Mutagenic impurities, formerly known as genotoxic (GI) or potential genotoxic impurities (PGI), are compounds that have the potential to modify DNA, and as a consequence can cause cancer. It is important that impurities potentially present in the marketed drug are evaluated early in the drug development process. To that end, analytical methods must be developed that are sensitive and specific enough to determine the levels in both drug substance and product.
The International Conference on Harmonization published ICH M7 guidelines, which highlight the requirements for assessment and control of DNA-reactive impurities to ensure the safety of pharmaceutical products.1 The European Medicine Evaluation Agency (EMEA), U.S. FDA, and the Asia regulatory agencies all follow these guidelines. They require that any mutagenic impurities in a drug substance or drug product must be below the Threshold of Toxicological Concern (TTC) of 1.5 µg per day based upon the maximum daily dosage of the pharmaceutical compound over a lifetime. For example, for a dosage of 1 g of Active Pharmaceutical Ingredient (API) per day, any impurity must be less than 1.5 ppm (1.5 µg). This is orders of magnitude lower than for general pharmaceutical impurities analysis, which is at the 500 ppm level and governed by Q3B(R).2
Pharmaceutical analysis is typically performed using LC with UV detection for non-volatile compounds, or GC with FID detection for volatile compounds. However, the low levels of detection required for mutagenic impurities present a significant challenge. In these situations, MS detection is required in order to achieve the desired sensitivity. Some of these methods are required to provide support during the whole life cycle of a drug from early development through to manufacturing quality control. Typical reverse-phase (RP) (where the majority of separations are done on C18 stationary phases) and normal-phase (NP) chemistries can be used; this opens up a wide range of selectivity choices to help develop successful separations.
Convergence chromatography (CC) is a chromatographic technique similar to HPLC, but instead of the weak mobile phase being aqueous it is replaced with supercritical carbon dioxide (CO2). Supercritical CO2 can be paired with a large number of different co-solvents to increase the solvating power. CO2 is miscible with the whole range of the eluotropic series opening up a large choice of solvent selectivity – with methanol, IPA, ethanol, and acetonitrile being the most commonly used co-solvents.
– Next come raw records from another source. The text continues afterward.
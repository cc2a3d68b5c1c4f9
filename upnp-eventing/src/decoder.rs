//! GENA propertyset decoding
//!
//! An event notification carries a propertyset document listing the
//! state variables that changed:
//!
//! ```xml
//! <e:propertyset xmlns:e="urn:schemas-upnp-org:event-1-0">
//!   <e:property><Volume>10</Volume></e:property>
//!   <e:property><Mute>0</Mute></e:property>
//! </e:propertyset>
//! ```
//!
//! Decoding is all-or-nothing: a malformed document yields an error and
//! no partial mapping. An event with zero changed variables is valid and
//! decodes to an empty mapping.

use std::collections::HashMap;

use xmltree::Element;

use crate::error::DecodeError;

/// A decoded event: variable name mapped to its new value
pub type DecodedEvent = HashMap<String, String>;

/// Decode a parsed propertyset document into a name/value mapping.
///
/// Each `property` child must contain one variable element whose text is
/// the new value; a missing text node decodes as the empty string. If the
/// same variable appears more than once the last occurrence wins.
pub fn decode_property_set(doc: &Element) -> Result<DecodedEvent, DecodeError> {
    if doc.name != "propertyset" {
        return Err(DecodeError::NotPropertySet(doc.name.clone()));
    }

    let mut props = DecodedEvent::new();
    for property in doc.children.iter().filter_map(|n| n.as_element()) {
        if property.name != "property" {
            return Err(DecodeError::UnexpectedElement(property.name.clone()));
        }
        let variable = property
            .children
            .iter()
            .filter_map(|n| n.as_element())
            .next()
            .ok_or(DecodeError::EmptyProperty)?;
        let value = variable
            .get_text()
            .map(|t| t.into_owned())
            .unwrap_or_default();
        props.insert(variable.name.clone(), value);
    }

    Ok(props)
}

/// Parse `xml` and decode it as a propertyset
pub fn decode_property_set_xml(xml: &str) -> Result<DecodedEvent, DecodeError> {
    let doc = Element::parse(xml.as_bytes()).map_err(|e| DecodeError::Xml(e.to_string()))?;
    decode_property_set(&doc)
}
Methyl-3-aminocrotonate (MAC) is a Michael-reactive receptor and a starting material in a number of different cardiovascular drug products. The API used is an active substance from a proprietary drug product; therefore, only the partial structure is shown in Figure 1. MAC flags up a positive from the mutagenic structural alerts. This compound would typically be analyzed by static head space (SHS) GC-MS after derivatization with trifluoroacetic anhydride to increase the volatility (Figure 2).3 When MAC (underivatized) was analyzed by UPLC-MS nothing was seen; this was thought to be due to its poor stability in aqueous solvents.
In this type of trace analysis where there is a large amount of matrix it would be advantageous if chemical derivatization of the mutagenic impurity can be avoided for the following reasons:
- The formation of acylation derivatives can be difficult to prepare
- Reaction bi-products can occur, which could add more complexity to the matrix
- The extra derivatization step would require extra validation to be completed
To avoid the above issues, this application note discusses the work carried out to investigate the use of Waters UltraPerformance Convergence Chromatography (UPC2) and MS detection using the ACQUITY QDa as an alternative technology for the analysis of MAC without the prior need of derivatization, for the detection and quantification in an active pharmaceutical ingredient (API).